#### Data to use ####

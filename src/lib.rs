//! # routecache
//!
//! A request-coalescing HTTP response cache, packaged with the small HTTP
//! types and middleware pipeline it plugs into.
//!
//! Concurrent requests for the same resource wait for a single handler run
//! and are answered from its result; later requests are replayed from the
//! store until the entry's lifetime runs out.
//!
//! ## Quick Start
//!
//! ```rust
//! use std::sync::Arc;
//! use routecache::{Request, Response, StatusCode};
//! use routecache::cache::{CacheMiddleware, MemoryStore};
//! use routecache::context::Context;
//! use routecache::middleware::{Next, from_fn, from_middleware};
//!
//! # #[tokio::main(flavor = "current_thread")]
//! # async fn main() {
//! let cache = Arc::new(CacheMiddleware::new(MemoryStore::default(), "10 minutes").unwrap());
//! let handler = from_fn(|_ctx| async {
//!     Response::new(StatusCode::Ok)
//!         .header("Content-Type", "application/json")
//!         .body(r#"{"videos":[]}"#)
//! });
//!
//! let (request, _) = Request::parse(b"GET /api/v1/videos HTTP/1.1\r\n\r\n").unwrap();
//! let response = Next::new(vec![from_middleware(cache), handler])
//!     .run(Context::new(request))
//!     .await;
//! assert_eq!(response.status(), StatusCode::Ok);
//! # }
//! ```

pub mod cache;
pub mod context;
pub mod http;
pub mod middleware;

// ── Convenience re-exports ────────────────────────────────────────────────────
pub use cache::{CacheKey, CacheMiddleware, CacheStore, MemoryStore};
pub use http::{Headers, Method, Request, Response, StatusCode};
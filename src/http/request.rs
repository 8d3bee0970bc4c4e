//! HTTP/1.1 request parsing using the [`httparse`] crate.

use thiserror::Error;

use super::{Headers, Method};

/// Errors that can occur while parsing an HTTP/1.1 request.
#[derive(Debug, Error)]
pub enum RequestError {
    #[error("request is incomplete, more data needed")]
    Incomplete,

    #[error("HTTP parse error: {0}")]
    Parse(#[from] httparse::Error),

    #[error("missing required field: {field}")]
    MissingField { field: &'static str },
}

/// The request line and headers of an HTTP/1.1 request.
///
/// The body stays in the caller's buffer, starting at the offset
/// [`Request::parse`] returns.
///
/// # Examples
///
/// ```
/// use routecache::http::request::Request;
///
/// let raw = b"GET /videos?sort=-views HTTP/1.1\r\nHost: localhost\r\n\r\n";
/// let (request, _offset) = Request::parse(raw).unwrap();
///
/// assert_eq!(request.path(), "/videos");
/// assert_eq!(request.original_url(), "/videos?sort=-views");
/// assert_eq!(request.query_string(), Some("sort=-views"));
/// ```
#[derive(Debug)]
pub struct Request {
    method: Method,
    path: String,
    headers: Headers,
    query: Option<String>,
}

impl Request {
    const MAX_HEADERS: usize = 64;

    /// Parse a raw HTTP/1.1 request from a byte slice.
    ///
    /// Returns the parsed `Request` and the byte offset at which the body begins.
    ///
    /// # Errors
    ///
    /// - [`RequestError::Incomplete`]: the header block is not complete yet.
    /// - [`RequestError::Parse`]: the data is malformed.
    /// - [`RequestError::MissingField`]: method, path or version is absent.
    pub fn parse(buf: &[u8]) -> Result<(Self, usize), RequestError> {
        let mut headers = [httparse::EMPTY_HEADER; Self::MAX_HEADERS];
        let mut raw_req = httparse::Request::new(&mut headers);

        let body_offset = match raw_req.parse(buf)? {
            httparse::Status::Complete(offset) => offset,
            httparse::Status::Partial => return Err(RequestError::Incomplete),
        };

        let method: Method = match raw_req
            .method
            .ok_or(RequestError::MissingField { field: "method" })?
            .parse()
        {
            Ok(method) => method,
            Err(never) => match never {},
        };

        let raw_path = raw_req
            .path
            .ok_or(RequestError::MissingField { field: "path" })?;

        let (path, query) = match raw_path.split_once('?') {
            Some((path, query)) => (path.to_owned(), Some(query.to_owned())),
            None => (raw_path.to_owned(), None),
        };

        raw_req
            .version
            .ok_or(RequestError::MissingField { field: "version" })?;

        let mut header_map = Headers::with_capacity(raw_req.headers.len());
        for header in raw_req.headers.iter() {
            if let Ok(value) = std::str::from_utf8(header.value) {
                header_map.insert(header.name, value);
            }
        }

        Ok((
            Self {
                method,
                path,
                headers: header_map,
                query,
            },
            body_offset,
        ))
    }

    pub fn method(&self) -> &Method {
        &self.method
    }

    /// Returns the request path (without the query string).
    pub fn path(&self) -> &str {
        &self.path
    }

    /// Returns the request target as the client sent it: path plus `?query`.
    pub fn original_url(&self) -> String {
        match &self.query {
            Some(query) => format!("{}?{}", self.path, query),
            None => self.path.clone(),
        }
    }

    pub fn headers(&self) -> &Headers {
        &self.headers
    }

    /// Returns the raw query string (without the leading `?`), if any.
    pub fn query_string(&self) -> Option<&str> {
        self.query.as_deref()
    }
}
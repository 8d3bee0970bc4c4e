use std::time::Duration;

use async_trait::async_trait;
use redis::AsyncCommands;
use redis::aio::ConnectionManager;

use super::CacheStore;
use crate::Request;
use crate::cache::{CacheKey, CachedEntry, KeyPolicy, StoreError};

/// Store shared by every instance pointed at the same Redis server.
///
/// Entries are written with `PSETEX`, so expiry is enforced by Redis itself.
/// The connection manager reconnects on its own; a failed call surfaces as
/// [`StoreError::Redis`] and the middleware treats it as a miss.
#[derive(Clone)]
pub struct RedisStore {
    conn: ConnectionManager,
    policy: KeyPolicy,
}

impl RedisStore {
    /// Connects to `url` (e.g. `redis://127.0.0.1:6379`).
    pub async fn connect(url: &str) -> Result<Self, StoreError> {
        Self::connect_with_policy(url, KeyPolicy::default()).await
    }

    pub async fn connect_with_policy(url: &str, policy: KeyPolicy) -> Result<Self, StoreError> {
        let client = redis::Client::open(url)?;
        let conn = client.get_connection_manager().await?;
        tracing::debug!(url, "connected to redis cache store");
        Ok(Self { conn, policy })
    }
}

#[async_trait]
impl CacheStore for RedisStore {
    fn derive_key(&self, request: &Request) -> CacheKey {
        CacheKey::derive(request, &self.policy)
    }

    async fn get(&self, key: &CacheKey) -> Result<Option<CachedEntry>, StoreError> {
        let mut conn = self.conn.clone();
        let record: Option<Vec<u8>> = conn.get(key.as_str()).await?;
        record.map(|bytes| CachedEntry::decode(&bytes)).transpose()
    }

    async fn set(
        &self,
        key: &CacheKey,
        entry: CachedEntry,
        lifetime: Duration,
    ) -> Result<(), StoreError> {
        let record = entry.encode()?;
        // PSETEX rejects a zero expiry.
        let millis = u64::try_from(lifetime.as_millis()).unwrap_or(u64::MAX).max(1);
        let mut conn = self.conn.clone();
        conn.pset_ex::<_, _, ()>(key.as_str(), record.as_ref(), millis)
            .await?;
        Ok(())
    }
}
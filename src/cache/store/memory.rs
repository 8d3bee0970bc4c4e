use std::time::{Duration, Instant};

use async_trait::async_trait;
use bytes::Bytes;
use moka::Expiry;
use moka::future::Cache;

use super::CacheStore;
use crate::Request;
use crate::cache::{CacheKey, CachedEntry, KeyPolicy, StoreError};

/// Default capacity of a [`MemoryStore`].
pub const DEFAULT_MAX_ENTRIES: u64 = 10_000;

/// In-process store with a per-entry time-to-live.
///
/// Every entry carries its own lifetime; overwriting an entry restarts its
/// clock. When the capacity is reached moka evicts entries on its own, which
/// callers observe as ordinary misses.
///
/// # Examples
///
/// ```
/// use std::time::Duration;
/// use bytes::Bytes;
/// use routecache::cache::{CacheKey, CacheStore, CachedEntry, MemoryStore};
///
/// # #[tokio::main(flavor = "current_thread")]
/// # async fn main() {
/// let store = MemoryStore::new(100);
/// let key = CacheKey::new("cached-route-GET-/x");
/// let entry = CachedEntry { body: Bytes::from_static(b"hi"), content_type: None, status_code: Some(200), location: None };
///
/// store.set(&key, entry.clone(), Duration::from_secs(60)).await.unwrap();
/// assert_eq!(store.get(&key).await.unwrap(), Some(entry));
/// # }
/// ```
#[derive(Clone)]
pub struct MemoryStore {
    records: Cache<CacheKey, Record>,
    policy: KeyPolicy,
}

#[derive(Clone)]
struct Record {
    bytes: Bytes,
    lifetime: Duration,
}

struct RecordLifetime;

impl Expiry<CacheKey, Record> for RecordLifetime {
    fn expire_after_create(
        &self,
        _key: &CacheKey,
        record: &Record,
        _created_at: Instant,
    ) -> Option<Duration> {
        Some(record.lifetime)
    }

    fn expire_after_update(
        &self,
        _key: &CacheKey,
        record: &Record,
        _updated_at: Instant,
        _duration_until_expiry: Option<Duration>,
    ) -> Option<Duration> {
        Some(record.lifetime)
    }
}

impl MemoryStore {
    pub fn new(max_entries: u64) -> Self {
        Self::with_policy(max_entries, KeyPolicy::default())
    }

    /// Creates a store that derives keys with `policy`.
    pub fn with_policy(max_entries: u64, policy: KeyPolicy) -> Self {
        let records = Cache::builder()
            .max_capacity(max_entries)
            .expire_after(RecordLifetime)
            .build();
        Self { records, policy }
    }

    pub fn policy(&self) -> &KeyPolicy {
        &self.policy
    }
}

impl Default for MemoryStore {
    fn default() -> Self {
        Self::new(DEFAULT_MAX_ENTRIES)
    }
}

#[async_trait]
impl CacheStore for MemoryStore {
    fn derive_key(&self, request: &Request) -> CacheKey {
        CacheKey::derive(request, &self.policy)
    }

    async fn get(&self, key: &CacheKey) -> Result<Option<CachedEntry>, StoreError> {
        match self.records.get(key).await {
            Some(record) => CachedEntry::decode(&record.bytes).map(Some),
            None => Ok(None),
        }
    }

    async fn set(
        &self,
        key: &CacheKey,
        entry: CachedEntry,
        lifetime: Duration,
    ) -> Result<(), StoreError> {
        let bytes = entry.encode()?;
        self.records
            .insert(key.clone(), Record { bytes, lifetime })
            .await;
        Ok(())
    }
}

####

- **Aim of the exercise**:
Return every line from the records above that holds the word "Next".

- **Result of the exercise**:
//! use routecache::middleware::{Next, from_fn, from_middleware};
//! let response = Next::new(vec![from_middleware(cache), handler])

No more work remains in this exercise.